#### [WHAT IS EXPECTED]
The output should be all lines of the entries below in which the word "failed" occurs.

━━━━━━━━━━━━━━━━━━━━

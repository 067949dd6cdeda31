use core::cmp::Ordering;

use serde::{Deserialize, Serialize};

use miniteacher_core::DomainError;

/// Application role, as stored in the profile's `role_id` column.
///
/// The scale is ordinal: a lower id means more privilege. Access control is a
/// single threshold comparison against this scale (see
/// [`has_at_least_privilege`]); there are no per-resource permissions.
#[derive(Debug, Copy, Clone, PartialEq, Eq, Hash, Serialize, Deserialize)]
#[serde(try_from = "u8", into = "u8")]
pub enum Role {
    Administrator,
    Instructor,
    Student,
    IndependentLearner,
}

impl Role {
    pub const ALL: [Role; 4] = [
        Role::Administrator,
        Role::Instructor,
        Role::Student,
        Role::IndependentLearner,
    ];

    /// Numeric id used by the profile store.
    pub fn id(self) -> u8 {
        match self {
            Role::Administrator => 1,
            Role::Instructor => 2,
            Role::Student => 3,
            Role::IndependentLearner => 4,
        }
    }

    pub fn label(self) -> &'static str {
        match self {
            Role::Administrator => "Administrator",
            Role::Instructor => "Instructor",
            Role::Student => "Student",
            Role::IndependentLearner => "Independent learner",
        }
    }

    /// Whether this role sees the administrative entry points.
    pub fn is_privileged(self) -> bool {
        has_at_least_privilege(self, Role::Instructor)
    }
}

/// `role` is at least as privileged as `threshold`.
///
/// This is the only access predicate in the client.
pub fn has_at_least_privilege(role: Role, threshold: Role) -> bool {
    role <= threshold
}

/// More privileged roles order first.
impl Ord for Role {
    fn cmp(&self, other: &Self) -> Ordering {
        self.id().cmp(&other.id())
    }
}

impl PartialOrd for Role {
    fn partial_cmp(&self, other: &Self) -> Option<Ordering> {
        Some(self.cmp(other))
    }
}

impl TryFrom<u8> for Role {
    type Error = DomainError;

    fn try_from(value: u8) -> Result<Self, Self::Error> {
        match value {
            1 => Ok(Role::Administrator),
            2 => Ok(Role::Instructor),
            3 => Ok(Role::Student),
            4 => Ok(Role::IndependentLearner),
            other => Err(DomainError::validation(format!("unknown role_id {}", other))),
        }
    }
}

impl From<Role> for u8 {
    fn from(value: Role) -> Self {
        value.id()
    }
}

impl core::fmt::Display for Role {
    fn fmt(&self, f: &mut core::fmt::Formatter<'_>) -> core::fmt::Result {
        f.write_str(self.label())
    }
}

#[cfg(test)]
mod tests {
    use super::*;
    use proptest::prelude::*;

    #[test]
    fn administrator_outranks_everyone() {
        for role in Role::ALL {
            assert!(has_at_least_privilege(Role::Administrator, role));
        }
    }

    #[test]
    fn privileged_roles_are_admin_and_instructor() {
        assert!(Role::Administrator.is_privileged());
        assert!(Role::Instructor.is_privileged());
        assert!(!Role::Student.is_privileged());
        assert!(!Role::IndependentLearner.is_privileged());
    }

    #[test]
    fn deserializes_from_numeric_role_id() {
        let role: Role = serde_json::from_str("3").unwrap();
        assert_eq!(role, Role::Student);
        assert_eq!(serde_json::to_string(&Role::Instructor).unwrap(), "2");
    }

    #[test]
    fn unknown_role_id_is_rejected() {
        assert!(serde_json::from_str::<Role>("7").is_err());
        assert!(matches!(Role::try_from(0), Err(DomainError::Validation(_))));
    }

    fn any_role() -> impl Strategy<Value = Role> {
        prop::sample::select(Role::ALL.to_vec())
    }

    proptest! {
        /// The predicate agrees with the numeric threshold test on `role_id`.
        #[test]
        fn predicate_matches_numeric_threshold(role in any_role(), threshold in any_role()) {
            prop_assert_eq!(has_at_least_privilege(role, threshold), role.id() <= threshold.id());
        }

        #[test]
        fn id_round_trips(role in any_role()) {
            prop_assert_eq!(Role::try_from(role.id()).unwrap(), role);
        }
    }
}
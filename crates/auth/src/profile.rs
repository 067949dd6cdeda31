use serde::{Deserialize, Serialize};

use miniteacher_core::UserId;

use crate::Role;

/// Application-level user record keyed by the authenticated subject.
#[derive(Debug, Clone, PartialEq, Eq, Serialize, Deserialize)]
pub struct Profile {
    pub id: UserId,
    #[serde(default)]
    pub name: Option<String>,
    #[serde(default)]
    pub lastname: Option<String>,
    #[serde(default)]
    pub nick: Option<String>,
    #[serde(rename = "role_id")]
    pub role: Role,
}

impl Profile {
    /// Avatar initials: first letter of the name followed by the first letter
    /// of the last name (or the nick when there is no last name).
    pub fn initials(&self) -> String {
        let first = first_char(self.name.as_deref());
        let second =
            first_char(self.lastname.as_deref()).or_else(|| first_char(self.nick.as_deref()));

        let initials: String = first
            .into_iter()
            .chain(second)
            .flat_map(char::to_uppercase)
            .collect();

        if initials.is_empty() {
            "U".to_string()
        } else {
            initials
        }
    }

    pub fn display_nick(&self) -> &str {
        self.nick.as_deref().filter(|n| !n.is_empty()).unwrap_or("User")
    }
}

fn first_char(value: Option<&str>) -> Option<char> {
    value.and_then(|v| v.chars().next())
}

/// Initials for the top bar; `"U"` when no profile has resolved.
pub fn initials_for(profile: Option<&Profile>) -> String {
    profile.map(Profile::initials).unwrap_or_else(|| "U".to_string())
}

/// Role badge shown on the dashboard.
///
/// An unresolved profile is shown as the least privileged role.
pub fn role_label(profile: Option<&Profile>) -> &'static str {
    profile.map(|p| p.role).unwrap_or(Role::IndependentLearner).label()
}
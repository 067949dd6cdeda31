//! Seams to the external identity and profile services.

use std::sync::{Mutex, PoisonError};

use async_trait::async_trait;
use serde::Serialize;
use tokio::sync::mpsc;

use miniteacher_auth::{Profile, Session};
use miniteacher_core::UserId;

use crate::error::{AuthError, ProfileError};

/// Kind of auth-state change reported by the identity provider.
#[derive(Debug, Copy, Clone, PartialEq, Eq, Serialize)]
#[serde(rename_all = "snake_case")]
pub enum AuthEvent {
    SignedIn,
    SignedOut,
    TokenRefreshed,
    UserUpdated,
    PasswordRecovery,
}

/// One notification on the provider's change channel.
#[derive(Debug, Clone)]
pub struct AuthChange {
    pub event: AuthEvent,
    pub session: Option<Session>,
}

impl AuthChange {
    pub fn new(event: AuthEvent, session: Option<Session>) -> Self {
        Self { event, session }
    }
}

/// Identity provider contract (credential verification lives behind it).
#[async_trait]
pub trait IdentityProvider: Send + Sync {
    /// Persisted session to restore at startup, if any.
    async fn get_session(&self) -> Result<Option<Session>, AuthError>;

    async fn sign_in_with_password(
        &self,
        email: &str,
        password: &str,
    ) -> Result<Session, AuthError>;

    async fn sign_out(&self) -> Result<(), AuthError>;

    /// Subscribe to auth-state changes, delivered in emission order.
    fn on_auth_state_change(&self) -> mpsc::UnboundedReceiver<AuthChange>;

    async fn reset_password_for_email(
        &self,
        email: &str,
        redirect_to: &str,
    ) -> Result<(), AuthError>;

    async fn update_password(&self, new_password: &str) -> Result<(), AuthError>;
}

/// Keyed profile lookup by authenticated subject.
#[async_trait]
pub trait ProfileStore: Send + Sync {
    async fn get_profile(&self, user_id: UserId) -> Result<Profile, ProfileError>;
}

/// Fan-out of [`AuthChange`]s to every live subscriber.
#[derive(Debug, Default)]
pub struct ChangeBroadcaster {
    subscribers: Mutex<Vec<mpsc::UnboundedSender<AuthChange>>>,
}

impl ChangeBroadcaster {
    pub fn new() -> Self {
        Self::default()
    }

    pub fn subscribe(&self) -> mpsc::UnboundedReceiver<AuthChange> {
        let (tx, rx) = mpsc::unbounded_channel();
        self.subscribers
            .lock()
            .unwrap_or_else(PoisonError::into_inner)
            .push(tx);
        rx
    }

    /// Deliver to all subscribers, dropping the ones that went away.
    pub fn emit(&self, change: AuthChange) {
        let mut subscribers = self.subscribers.lock().unwrap_or_else(PoisonError::into_inner);
        subscribers.retain(|tx| tx.send(change.clone()).is_ok());
        tracing::debug!(
            event = ?change.event,
            subscribers = subscribers.len(),
            "auth change emitted"
        );
    }
}
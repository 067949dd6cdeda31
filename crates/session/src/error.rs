//! Failure taxonomy of the session layer.
//!
//! Nothing here is fatal: the worst outcome of any of these is a redirect to
//! the sign-in view.

use thiserror::Error;

use miniteacher_core::{DomainError, UserId};

/// Failures returned by sign-in, sign-out and the recovery flows.
#[derive(Debug, Clone, Error, PartialEq, Eq)]
pub enum AuthError {
    /// Wrong email/password. Shown inline; the user can correct it.
    #[error("invalid email or password")]
    InvalidCredentials,

    /// Transport failure; the same action may be retried.
    #[error("network error: {0}")]
    Network(String),

    /// Local form validation failed before anything was sent.
    #[error("validation failed: {0}")]
    Validation(String),

    /// The operation needs a signed-in user.
    #[error("not signed in")]
    NotAuthenticated,

    /// Session is valid but the profile could not be loaded.
    #[error("profile unavailable: {0}")]
    ProfileUnavailable(String),

    #[error("unexpected auth failure: {0}")]
    Unknown(String),
}

impl AuthError {
    pub fn is_retryable(&self) -> bool {
        matches!(self, AuthError::Network(_) | AuthError::ProfileUnavailable(_))
    }

    /// Message suitable for direct display.
    pub fn user_message(&self) -> String {
        match self {
            AuthError::InvalidCredentials => "Incorrect email or password".to_string(),
            AuthError::Network(_) => "Could not reach the server, please try again".to_string(),
            AuthError::Validation(msg) => msg.clone(),
            AuthError::NotAuthenticated => "Please sign in again".to_string(),
            AuthError::ProfileUnavailable(_) => "Your profile could not be loaded".to_string(),
            AuthError::Unknown(_) => "Something went wrong".to_string(),
        }
    }
}

impl From<DomainError> for AuthError {
    fn from(value: DomainError) -> Self {
        match value {
            DomainError::Validation(msg) | DomainError::InvalidId(msg) => {
                AuthError::Validation(msg)
            }
        }
    }
}

/// Failures of a profile lookup. Absorbed by the store; never ends a session.
#[derive(Debug, Clone, Error, PartialEq, Eq)]
pub enum ProfileError {
    #[error("no profile for user {0}")]
    NotFound(UserId),

    #[error("network error: {0}")]
    Network(String),

    #[error("could not decode profile: {0}")]
    Decode(String),
}

impl From<ProfileError> for AuthError {
    fn from(value: ProfileError) -> Self {
        AuthError::ProfileUnavailable(value.to_string())
    }
}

━━━━━━━━━━━━━━━━━━━━

#### [RESULT OF THIS TASK]
    /// Local form validation failed before anything was sent.
    #[error("validation failed: {0}")]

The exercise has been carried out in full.